Just to offer an old-school solution, you could always print and bind it yourself! Yeah, there's lots of services which can print on demand these days, but when I printed a book for a friend, they were not around.
Whether you want to go through the effort to print and bind it yourself is really a matter of how you feel about the physical object you end up with. Obviously doing the work yourself will put more significance on the physical object. Whether it is worth the effort is up to you. I still smile when I see it on my shelf.
The process I went through was:
- I typeset the document using LaTeX. LaTeX gives superior text layout to any other tool you might use like Word. It's got a learning curve that's pretty brutal, but I already had experience with it. I used MikTEX, which was an easy to use packaged version of LaTeX. I used this to get all of the details like page numbers and chapter titles right. I typeset it for a half page (5.5"x8.5"), which matters for the binding process, and had to spend some time getting the margins right.
- I printed the pages on a duplex-capable printer. I have one at home, but you could go to any print place and get them. There is a correct order to print the pages so that, if you take 4 sheets of paper, and fold them in half, the result is 8 half sheets in the correct order (double sided, so 16 pages of your manuscript printed on those 4 sheets), called a "signature"
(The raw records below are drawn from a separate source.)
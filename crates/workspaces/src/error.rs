//! Error types for workspace operations.

use miette::Diagnostic;
use std::path::PathBuf;
use thiserror::Error;

/// Result type for workspace operations.
pub type Result<T> = std::result::Result<T, Error>;

/// Errors that can occur during workspace operations.
#[derive(Error, Debug, Diagnostic)]
pub enum Error {
    /// Workspace root directory not found.
    #[error("Workspace not found at path: {path}")]
    #[diagnostic(
        code(toolrig::workspaces::workspace_not_found),
        help(
            "Ensure the path points to a valid workspace root directory with a workspace configuration file"
        )
    )]
    WorkspaceNotFound {
        /// The path that was searched.
        path: PathBuf,
    },

    /// The project root declares no workspaces at all.
    #[error("No workspaces are declared in {root}")]
    #[diagnostic(
        code(toolrig::workspaces::no_declarations),
        help(
            "Add a `workspaces` field to package.json or create pnpm-workspace.yaml before using --workspaces"
        )
    )]
    NoWorkspaceDeclarations {
        /// The project root that was inspected.
        root: PathBuf,
    },

    /// Invalid workspace configuration.
    #[error("Invalid workspace configuration at {path}: {message}")]
    #[diagnostic(
        code(toolrig::workspaces::invalid_config),
        help(
            "Check the workspace configuration file for syntax errors or missing required fields"
        )
    )]
    InvalidWorkspaceConfig {
        /// Path to the invalid configuration file.
        path: PathBuf,
        /// Description of what is invalid.
        message: String,
    },

    /// Two workspace packages share a name.
    #[error(transparent)]
    #[diagnostic(
        code(toolrig::workspaces::graph),
        help("Package names must be unique across the workspace")
    )]
    Graph(#[from] toolrig_graph::Error),

    /// I/O error occurred.
    #[error("I/O error during {operation}{}: {source}", path.as_ref().map(|p| format!(" at {}", p.display())).unwrap_or_default())]
    #[diagnostic(
        code(toolrig::workspaces::io_error),
        help(
            "Check that the referenced paths exist and that you have permission to read them"
        )
    )]
    Io {
        /// The underlying I/O error.
        #[source]
        source: std::io::Error,
        /// Optional path where the error occurred.
        path: Option<PathBuf>,
        /// Description of the operation being performed.
        operation: String,
    },

    /// JSON parsing error.
    #[error("JSON parsing error{}: {source}", path.as_ref().map(|p| format!(" in {}", p.display())).unwrap_or_default())]
    #[diagnostic(
        code(toolrig::workspaces::json_error),
        help("Ensure the JSON has valid syntax and matches the package.json schema")
    )]
    Json {
        /// The underlying JSON error.
        #[source]
        source: serde_json::Error,
        /// Optional path to the file being parsed.
        path: Option<PathBuf>,
    },

    /// YAML parsing error.
    #[error("YAML parsing error{}: {source}", path.as_ref().map(|p| format!(" in {}", p.display())).unwrap_or_default())]
    #[diagnostic(
        code(toolrig::workspaces::yaml_error),
        help("Ensure pnpm-workspace.yaml has valid syntax and a `packages` list")
    )]
    Yaml {
        /// The underlying YAML error.
        #[source]
        source: serde_yaml::Error,
        /// Optional path to the file being parsed.
        path: Option<PathBuf>,
    },
}

impl From<std::io::Error> for Error {
    fn from(source: std::io::Error) -> Self {
        Self::Io {
            source,
            path: None,
            operation: "file operation".to_string(),
        }
    }
}

impl From<serde_json::Error> for Error {
    fn from(source: serde_json::Error) -> Self {
        Self::Json { source, path: None }
    }
}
- Print and fold all of these.
- Bind the book together using a saddle stitch.
This takes much more time than having a publishing house print it for you, but the memory does last better. I smile when I look at the book, even though the work is amateurish at best!
Here's pictures of the one I kept. I chose not to finish the covers on this copy, so that you can see what it looks like on the inside of a hardcover book. Book contents photographed with author's permission.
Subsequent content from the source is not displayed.